5 Signs Your Teen Daughter Manipulates You
Emotional manipulation is a tactic teens discover they can easily use against their parents in order to get their way. The important thing to remember is that as the parent, you know what is best for your child, and your whole family for that matter. Fortunately, your teenager cannot play games with you unless you allow it. It’s also important for us to teach our children that although we hear their concerns – their feelings are not the only feelings. Other people live on this planet too. Here are the 5 signs your teen daughter manipulates you.
She’s over dramatic about almost anything
When a particular situation occurs that she’s not too happy about, you hear questions like: “why are you ruining my life?” and “why do you hate me?”. This is a strategy she’s using in order to make you feel bad, hoping that you’ll make her exempt from your rules. Remember to view the situation objectively. Taking the emotions out of it will enable you to see the big picture and determine what’s best.
Starts crying to see how quickly you give in.
After badgering you with the never-ending “can I please?, can I please?” and “why not?”, she begins to cry, thinking that if you weren’t annoyed before, you will be now. After all, how could you keep saying no to a sweet girl who’s crying? Don’t let it fool you. It’s one more attempt to get you to go back on what you originally decided and to defy authority. Let her know that crying and tantrums are unacceptable, and you will be happy to listen to her when she’s calm and respectful.
Exploits relationships with extended family members to get what she wants.
By creating an alliance – type relationship with grandparents, aunties, or others, she is building favor for a reason. She already knows it’s not easy to persuade you, but perhaps an adult who has credibility, can get you to change your mind. As an added bonus, she’ll enjoy spending time with someone more permissive, who also buys her gifts. Additionally, moms and dads who are being played against each other by their teen daughter, will need to show that husband and wife have a unified front.

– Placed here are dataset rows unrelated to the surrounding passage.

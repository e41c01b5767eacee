//! Margin Renderer — turns a tracker snapshot into a compact status panel.
//!
//! The panel is what the producer "sees" each round: a constraint checklist with
//! progress, the running metrics, and a completion line.

use serde::Serialize;

use crate::constraints::{Bound, Constraint, CountSpec, Dimension};
use crate::tracker::Snapshot;

const RULE: &str = "────────────────────────────";
/// Relative distance from a reference value that still counts as "near".
const NEAR_FRACTION: f64 = 0.10;

/// Per-constraint display status.
#[derive(Debug, Clone, Copy, PartialEq, Eq, Serialize)]
pub enum ConstraintStatus {
    Satisfied,
    /// Unsatisfied but within reach of its reference value.
    Near,
    Unsatisfied,
}

impl ConstraintStatus {
    pub fn marker(&self) -> &'static str {
        match self {
            ConstraintStatus::Satisfied => "✓",
            ConstraintStatus::Near => "○",
            ConstraintStatus::Unsatisfied => "✗",
        }
    }
}

/// Renders the full margin panel.
pub fn render_margin(snapshot: &Snapshot) -> String {
    let mut out = String::new();
    out.push_str("GENERATION STATE\n");
    out.push_str(RULE);
    out.push('\n');

    let dimensions = snapshot.constraints.dimensions();
    if !dimensions.is_empty() {
        out.push_str("Constraints\n");
        for dimension in dimensions {
            let (status, label) = match snapshot.constraints.get(dimension) {
                Some(constraint) => (
                    constraint_status(snapshot, constraint),
                    describe(snapshot, constraint),
                ),
                None => (
                    ConstraintStatus::Unsatisfied,
                    format!("{}: unreadable", dimension_label(dimension)),
                ),
            };
            out.push_str(&format!("  {} {}\n", status.marker(), label));
        }
        out.push_str(RULE);
        out.push('\n');
    }

    out.push_str("Current Metrics\n");
    out.push_str(&format!("  Lines: {}\n", snapshot.line_count));
    out.push_str(&format!("  Paragraphs: {}\n", snapshot.paragraph_count));
    out.push_str(&format!("  Words: {}\n", snapshot.total_words));
    out.push_str(&format!("  Characters: {}\n", snapshot.total_chars));
    out.push_str(&format!("  Tokens: {}\n", snapshot.total_tokens));

    if snapshot.complete {
        out.push_str("Status: COMPLETE ✓\n");
    } else {
        out.push_str("Status: In Progress...\n");
    }
    out
}

/// Status of one constraint as displayed in the margin.
pub fn constraint_status(snapshot: &Snapshot, constraint: &Constraint) -> ConstraintStatus {
    let dimension = constraint.dimension();
    if snapshot.satisfaction.get(&dimension).copied().unwrap_or(false) {
        return ConstraintStatus::Satisfied;
    }

    let near = match constraint {
        Constraint::Lines(spec) => near_count(snapshot.line_count as u64, spec),
        Constraint::Paragraphs(spec) => near_count(snapshot.paragraph_count as u64, spec),
        Constraint::Words(spec) => near_words(snapshot.total_words, spec),
        Constraint::Chars(_) | Constraint::WordsPerLine(_) | Constraint::WordsPerParagraph(_) => {
            false
        }
    };

    if near {
        ConstraintStatus::Near
    } else {
        ConstraintStatus::Unsatisfied
    }
}

/// Reference value is the target, else the max, else the min.
fn near_count(current: u64, spec: &CountSpec) -> bool {
    let reference = match *spec {
        CountSpec::Target { target, .. } => target,
        CountSpec::Bounded(bound) => bound.max().or(bound.min()).unwrap_or(0),
    };
    within_fraction(current, reference)
}

fn near_words(current: u64, spec: &CountSpec) -> bool {
    match *spec {
        CountSpec::Target { target, .. } => within_fraction(current, target),
        CountSpec::Bounded(bound) => match bound.max() {
            Some(max) if max > 0 => current as f64 / f64::from(max) >= 1.0 - NEAR_FRACTION,
            _ => false,
        },
    }
}

fn within_fraction(current: u64, reference: u32) -> bool {
    reference > 0
        && current.abs_diff(u64::from(reference)) as f64 / f64::from(reference) <= NEAR_FRACTION
}

fn dimension_label(dimension: Dimension) -> &'static str {
    match dimension {
        Dimension::Lines => "Lines",
        Dimension::Paragraphs => "Paragraphs",
        Dimension::Words => "Words",
        Dimension::Chars => "Chars",
        Dimension::WordsPerLine => "Words/line",
        Dimension::WordsPerParagraph => "Words/para",
    }
}

/// Progress label, e.g. `Lines: 2/4` or `Words: 95 (100-150)`.
fn describe(snapshot: &Snapshot, constraint: &Constraint) -> String {
    let label = dimension_label(constraint.dimension());
    match constraint {
        Constraint::Lines(spec) => describe_count(label, snapshot.line_count as u64, spec),
        Constraint::Paragraphs(spec) => {
            describe_count(label, snapshot.paragraph_count as u64, spec)
        }
        Constraint::Words(spec) => describe_count(label, snapshot.total_words, spec),
        Constraint::Chars(bound) => {
            format!("{label}: {} {}", snapshot.total_chars, describe_bound(bound))
        }
        Constraint::WordsPerLine(bound) | Constraint::WordsPerParagraph(bound) => {
            format!("{label}: {}", describe_member_bound(bound))
        }
    }
}

fn describe_count(label: &str, current: u64, spec: &CountSpec) -> String {
    match spec {
        CountSpec::Target {
            target,
            tolerance: 0,
        } => format!("{label}: {current}/{target}"),
        CountSpec::Target { target, tolerance } => {
            format!("{label}: {current}/{target} (±{tolerance})")
        }
        CountSpec::Bounded(bound) => format!("{label}: {current} {}", describe_bound(bound)),
    }
}

fn describe_bound(bound: &Bound) -> String {
    match bound {
        Bound::Range { min, max } => format!("({min}-{max})"),
        Bound::Min { min } => format!("(min {min})"),
        Bound::Max { max } => format!("(max {max})"),
    }
}

fn describe_member_bound(bound: &Bound) -> String {
    match bound {
        Bound::Range { min, max } => format!("{min}–{max}"),
        Bound::Min { min } => format!("≥ {min}"),
        Bound::Max { max } => format!("≤ {max}"),
    }
}

// ────────────────────────────────────────────────────────────────────────────
// Tests
// ────────────────────────────────────────────────────────────────────────────

#[cfg(test)]
mod tests {
    use super::*;
    use crate::constraints::ConstraintSet;
    use crate::tracker::StructureTracker;

    fn snapshot_for(constraints: ConstraintSet, text: &str) -> Snapshot {
        let mut tracker = StructureTracker::new();
        tracker.set_constraints(constraints);
        tracker.ingest(text, None);
        tracker.snapshot()
    }

    #[test]
    fn test_render_lists_constraints_and_metrics() {
        let snapshot = snapshot_for(
            ConstraintSet::new()
                .with(Constraint::Lines(CountSpec::exact(4)))
                .with(Constraint::Words(CountSpec::Bounded(Bound::Range {
                    min: 100,
                    max: 150,
                })))
                .with(Constraint::WordsPerLine(Bound::Max { max: 10 })),
            "one two\nthree four\n",
        );

        let margin = render_margin(&snapshot);
        assert!(margin.contains("✗ Lines: 2/4"), "{margin}");
        assert!(margin.contains("✗ Words: 4 (100-150)"), "{margin}");
        assert!(margin.contains("✓ Words/line: ≤ 10"), "{margin}");
        assert!(margin.contains("  Lines: 2\n"));
        assert!(margin.contains("  Tokens: 1\n"));
        assert!(margin.contains("Status: In Progress..."));
    }

    #[test]
    fn test_render_without_constraints_omits_checklist() {
        let snapshot = snapshot_for(ConstraintSet::new(), "hello");
        let margin = render_margin(&snapshot);
        assert!(!margin.contains("Constraints"));
        assert!(margin.contains("  Words: 1\n"));
    }

    #[test]
    fn test_render_complete_status() {
        let snapshot = snapshot_for(
            ConstraintSet::new().with(Constraint::Lines(CountSpec::exact(1))),
            "done\n",
        );
        let margin = render_margin(&snapshot);
        assert!(margin.contains("✓ Lines: 1/1"));
        assert!(margin.contains("Status: COMPLETE ✓"));
    }

    #[test]
    fn test_near_status_for_counts() {
        let constraint = Constraint::Words(CountSpec::Target {
            target: 20,
            tolerance: 0,
        });
        let text = "w ".repeat(19);
        let snapshot = snapshot_for(ConstraintSet::new().with(constraint), &text);
        assert_eq!(constraint_status(&snapshot, &constraint), ConstraintStatus::Near);

        let constraint = Constraint::Lines(CountSpec::exact(10));
        let snapshot = snapshot_for(ConstraintSet::new().with(constraint), "a\nb\n");
        assert_eq!(
            constraint_status(&snapshot, &constraint),
            ConstraintStatus::Unsatisfied
        );
    }

    #[test]
    fn test_near_status_when_approaching_word_max() {
        let constraint = Constraint::Words(CountSpec::Bounded(Bound::Max { max: 10 }));
        let text = "w ".repeat(11);
        let snapshot = snapshot_for(ConstraintSet::new().with(constraint), &text);
        assert_eq!(constraint_status(&snapshot, &constraint), ConstraintStatus::Near);
    }

    #[test]
    fn test_unreadable_dimension_is_listed() {
        let constraints = ConstraintSet::from_json(&serde_json::json!({"chars": {"target": 5}}));
        let snapshot = snapshot_for(constraints, "abc");
        let margin = render_margin(&snapshot);
        assert!(margin.contains("✗ Chars: unreadable"), "{margin}");
    }
}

She tries to make you feel guilty.
Getting you to believe that you’re treating her unfairly is one of the easiest game plans she can come up with. “You love my brother/sister more than me!” has been a long time classic. Parents who feel the need to get approval from their child, are more susceptible to feeling guilty. Once she knows she has your pity, and that you feel sorry for her, she’ll get her way. Doing what’s best for your household, and being liked by her, are two completely different things – with different outcomes.

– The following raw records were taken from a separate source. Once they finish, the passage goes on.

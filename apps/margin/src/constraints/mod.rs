// Structural constraints: the closed constraint grammar, the natural-language
// extractor that produces it, and the evaluator that judges text metrics against it.

pub mod evaluator;
pub mod extractor;
pub mod model;

pub use evaluator::{evaluate, Evaluation, Metrics};
pub use extractor::extract;
pub use model::{Bound, Constraint, ConstraintSet, CountSpec, Dimension};
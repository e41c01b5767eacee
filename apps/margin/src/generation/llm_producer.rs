use async_trait::async_trait;
use tracing::debug;

use crate::generation::producer::{Fragment, FragmentProducer, ProducerError, RoundRequest};
use crate::generation::prompts::{build_continue_prompt, build_initial_prompt, GENERATION_SYSTEM};
use crate::llm_client::{LlmClient, LlmResponse};

/// Produces fragments with Claude, one Messages API call per round.
#[derive(Clone)]
pub struct LlmProducer {
    llm: LlmClient,
}

impl LlmProducer {
    pub fn new(llm: LlmClient) -> Self {
        Self { llm }
    }
}

#[async_trait]
impl FragmentProducer for LlmProducer {
    async fn produce(&self, request: &RoundRequest<'_>) -> Result<Fragment, ProducerError> {
        let prompt = build_prompt(request);
        let max_tokens = u32::try_from(request.max_tokens).unwrap_or(u32::MAX);

        let response = self.llm.call(&prompt, GENERATION_SYSTEM, max_tokens).await?;
        debug!(
            requested = request.max_tokens,
            output_tokens = response.usage.output_tokens,
            stop_reason = ?response.stop_reason,
            "Fragment produced"
        );
        Ok(fragment_from_response(&response))
    }
}

fn build_prompt(request: &RoundRequest<'_>) -> String {
    if request.generated_so_far.is_empty() {
        build_initial_prompt(request.instruction, request.constraints, request.margin)
    } else {
        build_continue_prompt(request.instruction, request.generated_so_far, request.margin)
    }
}

/// Missing text content maps to an empty fragment, i.e. end of output.
fn fragment_from_response(response: &LlmResponse) -> Fragment {
    Fragment::new(
        response.text().unwrap_or_default(),
        Some(u64::from(response.usage.output_tokens)),
    )
}

#[cfg(test)]
mod tests {
    use super::*;
    use crate::constraints::extract;
    use crate::margin::render_margin;
    use crate::tracker::StructureTracker;

    fn response(json: &str) -> LlmResponse {
        serde_json::from_str(json).unwrap()
    }

    #[test]
    fn test_fragment_uses_reported_output_tokens() {
        let fragment = fragment_from_response(&response(
            r#"{"content":[{"type":"text","text":"Roses are red\n"}],
                "usage":{"input_tokens":80,"output_tokens":5}}"#,
        ));
        assert_eq!(fragment, Fragment::new("Roses are red\n", Some(5)));
    }

    #[test]
    fn test_missing_text_is_end_of_output() {
        let fragment = fragment_from_response(&response(
            r#"{"content":[],"usage":{"input_tokens":80,"output_tokens":0}}"#,
        ));
        assert!(fragment.text.is_empty());
    }

    #[test]
    fn test_prompt_switches_after_first_round() {
        let constraints = extract("Write 4 lines");
        let mut tracker = StructureTracker::new();
        tracker.set_constraints(constraints.clone());
        let snapshot = tracker.snapshot();
        let margin = render_margin(&snapshot);

        let mut request = RoundRequest {
            instruction: "Write 4 lines",
            generated_so_far: "",
            snapshot: &snapshot,
            margin: &margin,
            constraints: &constraints,
            max_tokens: 50,
        };
        let first = build_prompt(&request);
        assert!(first.starts_with("You are generating a response to: Write 4 lines"));
        assert!(first.contains("Constraints to satisfy"));
        assert!(first.contains("GENERATION STATE"));

        request.generated_so_far = "A first line\n";
        let later = build_prompt(&request);
        assert!(later.starts_with("You are continuing"));
        assert!(later.contains("A first line\n"));
    }
}
pub mod health;

use axum::{
    routing::{get, post},
    Router,
};

use crate::handlers;
use crate::state::AppState;

pub fn build_router(state: AppState) -> Router {
    Router::new()
        .route("/health", get(health::health_handler))
        .route(
            "/api/v1/constraints/extract",
            post(handlers::handle_extract),
        )
        .route("/api/v1/structure/analyze", post(handlers::handle_analyze))
        .route("/api/v1/generate", post(handlers::handle_generate))
        .with_state(state)
}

Your daughter is probably well aware that she’s less likely to get caught, by being deceptive. When you ask why her homework or chores weren’t done, she can easily change the subject, or simply say “I forgot”. Having a melt down and saying she’s sorry, is a great way to avoid consequences, as long as it sounds sincere. Also, being able to make an impression on her friends is another big deal to her, but it’s something that requires her to have more freedom. Not being truthful about where she’s going or who she’s with is a good way for her to cover up. Showing affection out of the blue, is an indication that she wants something. An unexpected hug, or “I love you” can soften you up. If she’s usually difficult for you to get along with, she knows those methods are likely to work, because you’ll be surprised by the fact that she’s being so nice.
Keep in mind that this is only a phase, and perhaps it will be quickly outgrown. If things escalate to the point of you asking “what is she up to this time?” and “what does she want now?” – she’ll learn that emotional manipulation simply works against her. However, clearly stating what your rules and expectations are and staying consistent is a great way to reduce conflict. It’s better to look back knowing that you kept your child safe from harm, by doing what’s right, and providing structure.